After years of inaction, the needs of NHS patients who have learning difficulties are at last being addressed in an independent investigation. Simeon Brody looks at what it should include
The government reacted quickly to last week’s Mencap report accusing the health service of “institutional discrimination” against people with learning difficulties.
The report, Death by Indifference, details the cases of six people with learning difficulties who it says died unnecessarily because of a “fundamental lack of understanding and respect towards people with a learning disability”.
Health secretary Patricia Hewitt announced an independent inquiry into the six deaths and any wider national implications on the day the report was launched.
The government says the terms of the inquiry are still being drawn up but national director for Valuing People Rob Greig (pictured right) is keen to make sure it is outcome-focused.
Mencap has welcomed the government’s speedy response. Its head of external relations, David Congdon, says the inquiry must first consider the six deaths identified by the report and establish why they occurred and whether there are common factors.
Congdon is particularly keen to establish evidence of “diagnostic overshadowing” in which all health symptoms are attributed to a person’s disability while their real cause is ignored. He suggests this is a particular problem in terms of identifying pain in people with learning difficulties and not listening to the views of parents or carers.

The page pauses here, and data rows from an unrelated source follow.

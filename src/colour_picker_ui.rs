//! Select Table Colour dialog.

use crate::game_panel::to_color32;
use crate::ui_constants::{COLOUR_DIALOG_WIDTH, DIALOG_BUTTON_MIN_WIDTH};
use blackjack_config::TableColour;
use egui::color_picker::{Alpha, color_picker_color32};
use egui::{Color32, Context, Id, Modal};

pub const COLOUR_DIALOG_TITLE: &str = "Select Table Colour";

/// Result of one frame of the colour dialog.
#[derive(Debug, Clone, Copy, PartialEq, Eq)]
pub enum ColourPickerAction {
    /// User confirmed this colour
    Apply(TableColour),
    /// User dismissed the dialog; colour unchanged
    Cancel,
}

/// Colour being chosen, seeded with the current table colour.
#[derive(Debug, Clone, Copy, PartialEq, Eq)]
pub struct ColourPicker {
    initial: TableColour,
    working: Color32,
}

impl ColourPicker {
    pub fn new(initial: TableColour) -> Self {
        Self {
            initial,
            working: to_color32(initial),
        }
    }

    pub fn initial(&self) -> TableColour {
        self.initial
    }

    /// Colour currently selected in the picker.
    pub fn selected(&self) -> TableColour {
        TableColour::new(self.working.r(), self.working.g(), self.working.b())
    }

    /// Select `colour` in the picker.
    pub fn select(&mut self, colour: TableColour) {
        self.working = to_color32(colour);
    }

    /// Draw the dialog. Returns an action once the user confirms or cancels.
    pub fn show(&mut self, ctx: &Context) -> Option<ColourPickerAction> {
        let mut action = None;

        let modal = Modal::new(Id::new("table_colour_modal")).show(ctx, |ui| {
            ui.set_width(COLOUR_DIALOG_WIDTH);
            ui.heading(COLOUR_DIALOG_TITLE);
            ui.add_space(8.0);

            color_picker_color32(ui, &mut self.working, Alpha::Opaque);
            ui.label(format!("Selected: {}", self.selected().to_hex()));

            ui.add_space(8.0);
            ui.separator();
            ui.horizontal(|ui| {
                let size = egui::vec2(DIALOG_BUTTON_MIN_WIDTH, 0.0);
                if ui.add(egui::Button::new("OK").min_size(size)).clicked() {
                    action = Some(ColourPickerAction::Apply(self.selected()));
                }
                if ui.add(egui::Button::new("Cancel").min_size(size)).clicked() {
                    action = Some(ColourPickerAction::Cancel);
                }
                if ui.add(egui::Button::new("Default").min_size(size)).clicked() {
                    self.select(TableColour::DEFAULT);
                }
            });
        });

        if action.is_none() && modal.should_close() {
            action = Some(ColourPickerAction::Cancel);
        }
        action
    }
}

#[cfg(test)]
mod tests {
    use super::*;

    #[test]
    fn test_picker_starts_from_current_colour() {
        let current = TableColour::new(120, 10, 40);
        let picker = ColourPicker::new(current);
        assert_eq!(picker.initial(), current);
        assert_eq!(picker.selected(), current);
    }

    #[test]
    fn test_select_default() {
        let mut picker = ColourPicker::new(TableColour::new(1, 2, 3));
        picker.select(TableColour::DEFAULT);
        assert_eq!(picker.selected(), TableColour::new(6, 120, 0));
    }
}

Congdon says the inquiry should also identify the scale of the problem. “How many people with a learning disability are dying in hospital and elsewhere and how many [deaths] could have been avoided?” he asks. He believes the inquiry must be the wake-up call the health service requires to properly help people with learning difficulties.
Into the gap
The need to address the problem has been known for years but no one has yet got to grips with it, Congdon argues. This is illustrated, he says, by the government’s response last week to the Disability Rights Commission’s 2006 Closing the Gap report on the health inequalities faced by people with mental health problems or learning difficulties.

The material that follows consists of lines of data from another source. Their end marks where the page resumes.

//! Shared trait definitions for Blackjack components.
//!
//! These traits document the contracts between the window shell and its
//! collaborators, and enable mock implementations for testing the dispatcher
//! without a GPU context or a live event loop.

use crate::game_panel::PanelError;
use blackjack_config::TableColour;

// ── Surface ──────────────────────────────────────────────────────────────────

/// Something with a table-coloured background that can be asked to redraw.
///
/// Implemented by the window frame (`FrameState`) and the game panel
/// (`TablePanel`). Changing the table colour always updates both.
pub trait Surface {
    /// Replace the background colour.
    fn set_background(&mut self, colour: TableColour);

    /// Current background colour.
    fn background(&self) -> TableColour;

    /// Ask for the surface to be redrawn on the next frame.
    fn repaint(&mut self);
}

// ── GamePanel ────────────────────────────────────────────────────────────────

/// The collaborator that owns the game: betting state, rules and rendering.
///
/// Implemented by `TablePanel` (and recording mocks in tests). The dispatcher
/// calls exactly one game method per menu command, then `update_values()`.
///
/// # Errors
///
/// Game actions return [`PanelError`] when the table refuses the action
/// (no bet, hand in progress, insufficient funds) or a player file cannot be
/// read or written. The dispatcher logs the error and reports it to the user.
pub trait GamePanel: Surface {
    /// Add a chip of `amount` whole dollars to the wager.
    fn increase_bet(&mut self, amount: u32) -> Result<(), PanelError>;

    /// Start a new hand with the current wager.
    fn new_game(&mut self) -> Result<(), PanelError>;

    /// Draw a card for the player.
    fn hit(&mut self) -> Result<(), PanelError>;

    /// Double the stake, draw one card and stand.
    fn play_double(&mut self) -> Result<(), PanelError>;

    /// End the player's turn.
    fn stand(&mut self) -> Result<(), PanelError>;

    /// Begin editing the player's name, age and balance.
    fn update_player(&mut self) -> Result<(), PanelError>;

    /// Write the current player to a file chosen by the user.
    fn save_player(&mut self) -> Result<(), PanelError>;

    /// Seat a player read from a file chosen by the user.
    fn open_player(&mut self) -> Result<(), PanelError>;

    /// Refresh the displayed balance, bet, totals and message.
    fn update_values(&mut self);

    /// Whether a dialog owned by the panel (Player Details) is open.
    fn has_open_dialog(&self) -> bool;

    /// Dismiss the panel's dialog without applying it.
    fn close_dialog(&mut self);
}

// ── TableHost ────────────────────────────────────────────────────────────────

/// Window-level dialogs the dispatcher may open.
///
/// Implemented by `Dialogs`. All dialogs are modal; opening one replaces any
/// dialog already shown, including the panel's.
pub trait TableHost {
    /// Open the colour chooser, starting from the current table colour.
    fn choose_table_colour(&mut self);

    /// Show the rules of the game.
    fn show_rules(&mut self);

    /// Show the About dialog.
    fn show_about(&mut self);

    /// Report a failed action to the user.
    fn show_error(&mut self, title: &str, message: &str);

    /// Whether a window-level dialog is open.
    fn has_open_dialog(&self) -> bool;

    /// Dismiss the window-level dialog.
    fn close_dialog(&mut self);
}
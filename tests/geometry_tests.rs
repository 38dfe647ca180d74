//! Tests for window size enforcement, lifecycle and placement.

use blackjack::app::frame::FrameState;
use blackjack::app::geometry::{Lifecycle, ResizeDecision, WindowGeometry, centred_position};
use blackjack::config::{MIN_WINDOW_HEIGHT, MIN_WINDOW_WIDTH, TableColour};

#[test]
fn test_small_resize_clamps_to_minimum() {
    let mut geometry = WindowGeometry::default();
    let decision = geometry.on_resized(300, 200);
    assert_eq!(
        decision,
        ResizeDecision::Resize {
            width: 600,
            height: 500
        }
    );
    assert_eq!(geometry.size(), (600, 500));
}

#[test]
fn test_large_resize_is_kept() {
    let mut geometry = WindowGeometry::default();
    assert_eq!(geometry.on_resized(800, 700), ResizeDecision::Keep);
    assert_eq!(geometry.size(), (800, 700));
}

#[test]
fn test_narrow_window_clamps_width_only() {
    let mut geometry = WindowGeometry::default();
    assert_eq!(
        geometry.on_resized(400, 900),
        ResizeDecision::Resize {
            width: 600,
            height: 900
        }
    );
}

#[test]
fn test_height_under_600_requests_unchanged_size() {
    // Heights between 500 and 600 pass the floor but still trip the guard;
    // the requested size equals the reported one.
    let mut geometry = WindowGeometry::default();
    assert_eq!(
        geometry.on_resized(800, 550),
        ResizeDecision::Resize {
            width: 800,
            height: 550
        }
    );
    assert_eq!(geometry.size(), (800, 550));
}

#[test]
fn test_exact_minimum_is_not_below_floor() {
    let mut geometry = WindowGeometry::default();
    let decision = geometry.on_resized(MIN_WINDOW_WIDTH, MIN_WINDOW_HEIGHT);
    assert_eq!(
        decision,
        ResizeDecision::Resize {
            width: MIN_WINDOW_WIDTH,
            height: MIN_WINDOW_HEIGHT
        }
    );
    assert_eq!(geometry.size(), (600, 500));
}

#[test]
fn test_constructed_geometry_respects_minimum() {
    assert_eq!(WindowGeometry::new(100, 100).size(), (600, 500));
    assert_eq!(WindowGeometry::default().size(), (600, 500));
}

#[test]
fn test_window_constructed_then_resized_small() {
    let mut frame = FrameState::new(TableColour::DEFAULT, WindowGeometry::new(600, 500));
    assert_eq!(frame.lifecycle(), Lifecycle::Constructing);
    frame.mark_visible();
    assert_eq!(frame.lifecycle(), Lifecycle::Visible);

    frame.on_resized(300, 200);
    assert_eq!(frame.geometry().size(), (600, 500));
}

#[test]
fn test_visible_is_one_way() {
    let mut frame = FrameState::new(TableColour::DEFAULT, WindowGeometry::default());
    frame.mark_visible();
    frame.mark_visible();
    assert_eq!(frame.lifecycle(), Lifecycle::Visible);
}

#[test]
fn test_centred_position() {
    assert_eq!(
        centred_position((0, 0), (1920, 1080), (600, 500)),
        (660, 290)
    );
    assert_eq!(
        centred_position((1920, 0), (1280, 1024), (600, 500)),
        (2260, 262)
    );
}

#[test]
fn test_oversized_window_sits_at_monitor_origin() {
    assert_eq!(
        centred_position((-1280, 0), (1280, 720), (1600, 900)),
        (-1280, 0)
    );
}
//! About Blackjack dialog.

use crate::ui_constants::{ABOUT_DIALOG_WIDTH, DIALOG_BUTTON_MIN_WIDTH};
use egui::{Context, Id, Modal, RichText};

pub const ABOUT_TITLE: &str = "About Blackjack";

/// Version shown in the About dialog.
pub const ABOUT_VERSION: &str = "Version 1.0";

/// Lines of the About dialog, top to bottom.
pub const ABOUT_LINES: [&str; 8] = [
    "Written by David Winter © 2006",
    ABOUT_VERSION,
    "",
    "Become such an expert while developing this,",
    "I won $1000 online in a game of Blackjack!",
    "",
    "email: djw@davidwinter.me.uk",
    "web: davidwinter.me.uk",
];

/// Full About text, one line per entry.
pub fn about_text() -> String {
    ABOUT_LINES.join("\n")
}

/// Draw the About dialog. Returns `true` once it should close.
pub fn show(ctx: &Context) -> bool {
    let mut close = false;

    let modal = Modal::new(Id::new("about_modal")).show(ctx, |ui| {
        ui.set_width(ABOUT_DIALOG_WIDTH);
        ui.vertical_centered(|ui| {
            ui.heading(ABOUT_TITLE);
            ui.add_space(8.0);
            for line in ABOUT_LINES {
                if line == ABOUT_VERSION {
                    ui.label(RichText::new(line).strong());
                } else {
                    ui.label(line);
                }
            }
            ui.add_space(8.0);
            let ok = egui::Button::new("OK").min_size(egui::vec2(DIALOG_BUTTON_MIN_WIDTH, 0.0));
            if ui.add(ok).clicked() {
                close = true;
            }
        });
    });

    close || modal.should_close()
}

This found that people with learning difficulties were less likely than other people to receive important health checks. In its response, the government says it is committed to “regular” checks but Congdon insists it needs to go further and specify annual checks.
Greig says, although the policy commitment is for regular checks, he would view annual checks as being an “appropriate interpretation” of that.
In 2004 the government promised to bring forward proposals for offering all people with learning difficulties such a check in its strategy Building on the Best: Choice, Responsiveness and Equity in the NHS but this hasn’t happened. Alison Giraud-Saunders, co-director of the Foundation for People with Learning Disabilities, believes they must now be prioritised by the inquiry.
“If only people had health problems identified early an awful lot of these very tragic situations would be avoided,” she says.
Giraud-Saunders also suggests the inquiry considers existing good practice, such as the employment of liaison staff to act as a bridge between learning difficulties specialists and hospitals. And she believes there should be a senior member of staff in each primary care trust who is responsible for tackling the health inequalities faced by people with learning difficulties.
People First self-advocacy director Andrew Lee says the training of healthcare staff is at the heart of the problem. He says doctors are in the habit of talking at people with learning difficulties rather than to them. He suggests people with learning difficulties deliver training for people entering healthcare professions.
“For a person with learning difficulties who communicates with pictures or body movement or sounds, what training is given to help individuals identify whether there is a medical problem?” he asks. And Lee says the training must extend to the presentation of medical information in formats people with learning difficulties can understand.
Greig says he would be “highly surprised” if training were not included in the remit of the inquiry and admits the paucity of relevant training is a “matter of concern”.
Doctors lend support to probe
A college spokesperson said the cases seemed to indicate that standard good practice that should apply for any patient was not being adhered to and said she did not disagree with any of the report’s recommendations.
The BMA’s head of science and ethics, Dr Vivienne Nathanson, said: “People with learning disabilities and/or mental health problems have every right to the same level of healthcare as the rest of the population and, as doctors, we believe it is unacceptable for their needs to be ignored.”